Jak tylko w marcu weszły w życie pierwsze obostrzenia związane z pandemią COVID-19, Polacy w zaczęli gremialnie chorować. Zwolnienia lekarskie wypisywane były na potęgę. I to tak jak jeszcze nigdy wcześniej. ZUS tego nie tak nie zostawi i zapowiada wzmożone kontrole.
Jak informuje „Dziennik Gazeta Prawna”, w marcu ZUS odnotował o 36 proc. więcej zwolnień lekarskich niż w lutym: 3,1 mln. Z kolei liczba dni absencji chorobowej była większa w porównaniu z miesiącem poprzednim o połowę i wyniosła 36,1 mln. W porównaniu z marcem 2019 r. liczba zwolnień wzrosła o 46,3 proc. a chorobowych dni o 47,8 proc.

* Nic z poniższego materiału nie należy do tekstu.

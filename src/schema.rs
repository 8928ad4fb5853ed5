//! Record types: an ordered, named set of compiled fields shared by all instances.

use std::sync::Arc;

use indexmap::IndexMap;

use crate::{
    compiled::CompiledField,
    errors::{ConfigError, SchemaMismatchError},
    field::Field,
};

/// A compiled record type. Use [RecordType::compile] (or [RecordType::builder])
/// to declare one, then [crate::record::Record::new] to build instances.
///
/// Record types are immutable once compiled and are shared through [Arc].
#[derive(Debug, Clone)]
pub struct RecordType {
    name: String,
    parent: Option<String>,
    fields: IndexMap<String, CompiledField>,
}

impl RecordType {
    /// Compiles `fields`, in order, into a record type. Fails on the first invalid field.
    pub fn compile(name: impl Into<String>, fields: &[Field]) -> Result<Arc<Self>, ConfigError> {
        let mut record_type = RecordType {
            name: name.into(),
            parent: None,
            fields: IndexMap::with_capacity(fields.len()),
        };
        record_type.push_fields(fields)?;

        log::debug!(
            "compiled record type `{}` with {} fields",
            record_type.name,
            record_type.fields.len()
        );

        Ok(Arc::new(record_type))
    }

    /// Starts a fluent declaration. Nothing is checked until [RecordTypeBuilder::build].
    pub fn builder(name: impl Into<String>) -> RecordTypeBuilder {
        RecordTypeBuilder {
            name: name.into(),
            fields: Vec::new(),
        }
    }

    /// Declares a subtype: this type's fields followed by `fields`.
    ///
    /// Redeclaring an inherited field is an error.
    pub fn extend(&self, name: impl Into<String>, fields: &[Field]) -> Result<Arc<Self>, ConfigError> {
        let mut record_type = RecordType {
            name: name.into(),
            parent: Some(self.name.clone()),
            fields: self.fields.clone(),
        };
        record_type.push_fields(fields)?;

        log::debug!(
            "compiled record type `{}` extending `{}` with {} fields",
            record_type.name,
            self.name,
            fields.len()
        );

        Ok(Arc::new(record_type))
    }

    fn push_fields(&mut self, fields: &[Field]) -> Result<(), ConfigError> {
        for field in fields {
            let compiled = CompiledField::try_from(field)?;
            if self.fields.contains_key(&compiled.name) {
                return Err(ConfigError::DuplicateField(compiled.name));
            }
            self.fields.insert(compiled.name.clone(), compiled);
        }

        Ok(())
    }

    pub fn name(&self) -> &str {
        &self.name
    }

    /// Name of the type this one was extended from, if any.
    pub fn parent(&self) -> Option<&str> {
        self.parent.as_deref()
    }

    /// Fields in declaration order.
    pub fn fields(&self) -> impl ExactSizeIterator<Item = &CompiledField> {
        self.fields.values()
    }

    pub fn field(&self, name: &str) -> Option<&CompiledField> {
        self.fields.get(name)
    }

    /// Declaration index of a field.
    pub fn index_of(&self, name: &str) -> Option<usize> {
        self.fields.get_index_of(name)
    }

    /// A field together with its declaration index.
    pub fn field_full(&self, name: &str) -> Option<(usize, &CompiledField)> {
        self.fields
            .get_full(name)
            .map(|(index, _, field)| (index, field))
    }

    pub fn len(&self) -> usize {
        self.fields.len()
    }

    pub fn is_empty(&self) -> bool {
        self.fields.is_empty()
    }

    /// Sum of the informational field sizes.
    pub fn size_bits(&self) -> usize {
        self.fields().map(|f| f.descriptor.size_bits()).sum()
    }

    /// Same field names, in the same order, with equal descriptors.
    /// Type names and ancestry are not considered.
    pub fn is_compatible(&self, other: &RecordType) -> bool {
        self.check_compatible(other).is_ok()
    }

    /// Like [RecordType::is_compatible], but reports the first difference.
    pub fn check_compatible(&self, other: &RecordType) -> Result<(), SchemaMismatchError> {
        if self.len() != other.len() {
            return Err(SchemaMismatchError::FieldCount {
                left: self.len(),
                right: other.len(),
            });
        }

        for (index, (left, right)) in self.fields().zip(other.fields()).enumerate() {
            if left.name != right.name {
                return Err(SchemaMismatchError::FieldName {
                    index,
                    left: left.name.clone(),
                    right: right.name.clone(),
                });
            }
            if left.descriptor != right.descriptor {
                return Err(SchemaMismatchError::Descriptor {
                    field: left.name.clone(),
                    left: left.descriptor.to_string(),
                    right: right.descriptor.to_string(),
                });
            }
        }

        Ok(())
    }
}

/// Collects field declarations for [RecordType::compile].
#[derive(Debug, Clone)]
pub struct RecordTypeBuilder {
    name: String,
    fields: Vec<Field>,
}

impl RecordTypeBuilder {
    pub fn field(mut self, field: Field) -> Self {
        self.fields.push(field);
        self
    }

    pub fn build(self) -> Result<Arc<RecordType>, ConfigError> {
        RecordType::compile(self.name, &self.fields)
    }
}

Zdecydowana większość tych L4 - 84 proc. wszystkich wypisanych w marcu - była realizowana z powodu własnej choroby. Rekordowym pod tym względem dniem był 16 marca, kiedy wystawiono łącznie 274,5 tys. zwolnień lekarskich. Dokładnie wtedy weszliśmy w kolejny etap lockdownu wywołanego pandemią koronawirusa. W połowie marca rząd zdecydował o zamknięciu przedszkoli i szkół.
Zwolnienia lekarskie: pacjenci bardziej wystraszeni
Wzrost liczby zachorowań i potencjalny rozwój sytuacji w kierunku scenariusza włoskiego lub hiszpańskiego; zamykanie przedszkoli i szkół oraz pierwsze zawirowania na rynku pracy wywołane przez pandemię - to najważniejsze przyczyny tego, że w marcu Polacy tak powszechnie zaczęli chorować i brać z tego względu wolne od pracy. Zdaniem ekspertów w wielu przypadkach zwolnienie lekarskie było też na rękę samemu pracodawcy, który mógł je traktować jako pewną redukcję bieżących kosztów, kiedy akurat trzeba było wyjątkowo zaciskać pasa.
Dane dotyczące zwolnień lekarskich w marcu aż biją po oczach, że ZUS też musiał przyjrzeć się sprawie i zareagować. Ubezpieczyciel już zapowiedział wzmożone kontrole. Pod lupę mają brani być w pierwszej kolejności ci, którzy chorowali krótko i jednocześnie często, biorąc tym samym więcej zwolnień lekarskich., A także ci, którzy chorowali dłużej, ale L4 wystawiane było przez kilku lekarzy.
ZUS nie zamierza tak tego zostawić i będzie chciał jak najszybciej zasypać powstałą w ten sposób w marcu dziurę. Już przy okazji informowania o statystyce zwolnień w ubiegłym roku Zakład przekonywał, że kontrole są jak najbardziej dobrym pomysłem, ponieważ Polacy kombinują jak mogą. Dlatego od stycznia do września 2019 r. ZUS przeprowadził 468 tys. inspekcji – o 30 proc. więcej niż rok wcześniej. W całym 2019 r. ZUS przeprowadził łącznie 574,1 tys. kontroli zwolnień lekarskich. Nieprawidłowości wykryto w 19,7 tys. przypadkach, czyli niespełna 3,5 proc. zwolnień wystawiona była bezpodstawnie.
Co może ZUS na kontroli?
Zakład skontrolować może zwolnienia lekarskie na dwa sposoby. W pierwszym ZUS kieruje ubezpieczonego na badanie do lekarza orzecznika lub konsultanta, na badania dodatkowe – w okresie orzeczonej czasowej niezdolności do pracy. Z kolei druga droga polega na żądaniu od wystawiającego zaświadczenie lekarskie lekarza udostępnienia dokumentacji medycznej, stanowiącej podstawę wystawienia tego zaświadczenia.
Kontrola ZUS może być przeprowadzona w miejscu zamieszkania, w miejscu czasowego pobytu, w miejscu zatrudnienia osoby kontrolowanej lub tam, gdzie prowadzona jest działalność gospodarcza. Ale nie tylko pacjenci znajdą się pod czujnym okiem ubezpieczyciela. Kontrolowani mają być też lekarze wystawiający zwolnienia lekarskie. W przypadku nieprawidłowości ZUS może nawet cofnąć lekarzowi na okres maksymalnie 12 miesięcy upoważnienie do wystawiania L4.